- Task objective
Please return every line in the entries below with the word "writer" in it.

[Extracted records]
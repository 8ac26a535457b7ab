use crate::error::{Error, Result};
use crate::math::matrix::Matrix;
use crate::model::autoencoder::AutoEncoder;

/// Runs every sequence through the encoder sub-model only and returns one
/// row of latent codes per case. Temporal codes are flattened row-major.
pub fn encode(model: &AutoEncoder, sequences: &[Matrix]) -> Result<Matrix> {
    let encoder = model.encoder()?;
    let input_shape = model.input_shape()?;

    let mut rows = Vec::with_capacity(sequences.len());
    for seq in sequences {
        if seq.shape() != input_shape {
            return Err(Error::ShapeMismatch {
                expected: vec![input_shape.0, input_shape.1],
                got: vec![seq.rows, seq.cols],
            });
        }
        rows.push(encoder.predict(seq).flatten());
    }
    Ok(Matrix::from_data(rows))
}
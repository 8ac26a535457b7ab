use serde::{Serialize, Deserialize};
use std::path::Path;

use crate::activation::activation::ActivationSpec;
use crate::cluster::kmeans::KMeansParams;
use crate::error::{Error, Result};
use crate::model::compile::MetricsSpec;
use crate::network::config::{NetworkConfig, UnitsSpec};
use crate::optim::optimizer::OptimizerSpec;

/// Everything about an [`AeBiGruClusterer`](super::AeBiGruClusterer) that can
/// live in a JSON file. The estimator, the extra callbacks and an RNG-backed
/// random state are attached with builder methods instead.
///
/// Missing fields take their defaults, so `{}` is a valid configuration.
#[derive(Debug, Clone, PartialEq, Serialize, Deserialize)]
#[serde(default)]
pub struct AeBiGruConfig {
    /// Clusters for the default k-means estimator (2 when `None`).
    pub n_clusters: Option<usize>,
    /// Legacy k-means overrides; ignored when an estimator is supplied.
    pub clustering_params: Option<KMeansParams>,
    pub latent_space_dim: usize,
    pub temporal_latent_space: bool,
    pub n_layers: usize,
    pub n_units: Option<UnitsSpec>,
    pub activation: ActivationSpec,
    pub n_epochs: usize,
    pub batch_size: usize,
    pub use_mini_batch_size: bool,
    pub random_state: Option<u64>,
    pub verbose: bool,
    pub loss: String,
    pub metrics: Option<MetricsSpec>,
    pub optimizer: Option<OptimizerSpec>,
    /// Directory prefix for checkpoint files, joined by plain concatenation.
    pub file_path: String,
    pub save_best_model: bool,
    pub save_last_model: bool,
    pub best_file_name: String,
    pub last_file_name: String,
}

impl Default for AeBiGruConfig {
    fn default() -> Self {
        AeBiGruConfig {
            n_clusters: None,
            clustering_params: None,
            latent_space_dim: 128,
            temporal_latent_space: false,
            n_layers: 2,
            n_units: None,
            activation: ActivationSpec::default(),
            n_epochs: 2000,
            batch_size: 32,
            use_mini_batch_size: false,
            random_state: None,
            verbose: false,
            loss: "mse".to_string(),
            metrics: None,
            optimizer: None,
            file_path: "./".to_string(),
            save_best_model: false,
            save_last_model: false,
            best_file_name: "best_model".to_string(),
            last_file_name: "last_file".to_string(),
        }
    }
}

impl AeBiGruConfig {
    /// The network-builder half of the configuration.
    pub fn network_config(&self) -> NetworkConfig {
        NetworkConfig {
            latent_space_dim: self.latent_space_dim,
            temporal_latent_space: self.temporal_latent_space,
            n_layers: self.n_layers,
            n_units: self.n_units.clone(),
            activation: self.activation.clone(),
        }
    }

    /// Checks the numeric preconditions that do not need the data.
    pub fn validate(&self) -> Result<()> {
        self.network_config().validate()?;
        if self.n_epochs == 0 {
            return Err(Error::config("n_epochs must be at least 1"));
        }
        if self.batch_size == 0 {
            return Err(Error::config("batch_size must be at least 1"));
        }
        if self.n_clusters == Some(0) {
            return Err(Error::config("n_clusters must be at least 1"));
        }
        if self.save_best_model && self.best_file_name.is_empty() {
            return Err(Error::config("best_file_name must not be empty when save_best_model is set"));
        }
        Ok(())
    }

    pub fn save_json(&self, path: impl AsRef<Path>) -> Result<()> {
        let file = std::fs::File::create(path)?;
        let writer = std::io::BufWriter::new(file);
        serde_json::to_writer_pretty(writer, self)?;
        Ok(())
    }

    pub fn load_json(path: impl AsRef<Path>) -> Result<AeBiGruConfig> {
        let file = std::fs::File::open(path)?;
        let reader = std::io::BufReader::new(file);
        Ok(serde_json::from_reader(reader)?)
    }
}

#[cfg(test)]
mod tests {
    use super::*;
    use crate::optim::optimizer::OptimizerConfig;

    #[test]
    fn empty_json_gives_defaults() {
        let cfg: AeBiGruConfig = serde_json::from_str("{}").unwrap();
        assert_eq!(cfg, AeBiGruConfig::default());
        assert_eq!(cfg.latent_space_dim, 128);
        assert_eq!(cfg.n_epochs, 2000);
        assert_eq!(cfg.file_path, "./");
    }

    #[test]
    fn mixed_spec_fields_parse() {
        let cfg: AeBiGruConfig = serde_json::from_str(
            r#"{
                "n_units": [8, 4],
                "activation": ["tanh", "relu"],
                "metrics": ["mse", "mae"],
                "optimizer": {"type": "sgd", "learning_rate": 0.05},
                "clustering_params": {"n_init": 3}
            }"#,
        )
        .unwrap();
        assert_eq!(cfg.n_units, Some(UnitsSpec::from(vec![8, 4])));
        assert_eq!(cfg.metrics, Some(MetricsSpec::from(vec!["mse", "mae"])));
        assert_eq!(cfg.optimizer, Some(OptimizerSpec::from(OptimizerConfig::sgd(0.05))));
        assert_eq!(cfg.clustering_params.as_ref().unwrap().n_init, Some(3));
        assert!(cfg.validate().is_ok());
    }

    #[test]
    fn zero_epochs_or_batch_is_rejected() {
        let cfg = AeBiGruConfig { n_epochs: 0, ..AeBiGruConfig::default() };
        assert!(matches!(cfg.validate(), Err(Error::Configuration(_))));
        let cfg = AeBiGruConfig { batch_size: 0, ..AeBiGruConfig::default() };
        assert!(matches!(cfg.validate(), Err(Error::Configuration(_))));
    }

    #[test]
    fn json_round_trip() {
        let dir = tempfile::TempDir::new().unwrap();
        let path = dir.path().join("config.json");
        let cfg = AeBiGruConfig {
            n_clusters: Some(4),
            random_state: Some(11),
            metrics: Some("mae".into()),
            ..AeBiGruConfig::default()
        };
        cfg.save_json(&path).unwrap();
        assert_eq!(AeBiGruConfig::load_json(&path).unwrap(), cfg);
    }
}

- Task response
        let writer = std::io::BufWriter::new(file);
        serde_json::to_writer_pretty(writer, self)?;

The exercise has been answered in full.